Among the entries below, please repeat exactly and only the lines from the line containing "of read commands" to the line containing "let Some((key, value))", both lines included.

** Opening Material for this exercise block **

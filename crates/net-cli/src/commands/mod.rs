//! CLI commands

pub mod edit;
pub mod show;

pub use edit::EditCommand;
pub use show::ShowCommand;

use anyhow::{bail, Result};
use clap::ValueEnum;

use netd_network_core::ConfigMap;

/// Output format of read commands
#[derive(Debug, Clone, Copy, PartialEq, Eq, Default, ValueEnum)]
pub enum OutputFormat {
    #[default]
    Text,
    Json,
}

/// Parse `key=value` arguments into a config map. Later entries win.
pub fn parse_config_pairs(pairs: &[String]) -> Result<ConfigMap> {
    let mut config = ConfigMap::new();
    for pair in pairs {
        let Some((key, value)) = pair.split_once('=') else {
            bail!("Invalid config entry '{}', expected key=value", pair);
        };

        let key = key.trim();
        if key.is_empty() {
            bail!("Invalid config entry '{}', empty key", pair);
        }

        config.insert(key.to_string(), value.to_string());
    }

    Ok(config)
}
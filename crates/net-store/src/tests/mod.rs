//! Store tests

mod file_store_tests;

** Closing Material for this exercise block **

Answer area:
/// Output format of read commands
#[derive(Debug, Clone, Copy, PartialEq, Eq, Default, ValueEnum)]
pub enum OutputFormat {
    #[default]
    Text,
    Json,
}

/// Parse `key=value` arguments into a config map. Later entries win.
pub fn parse_config_pairs(pairs: &[String]) -> Result<ConfigMap> {
    let mut config = ConfigMap::new();
    for pair in pairs {
        let Some((key, value)) = pair.split_once('=') else {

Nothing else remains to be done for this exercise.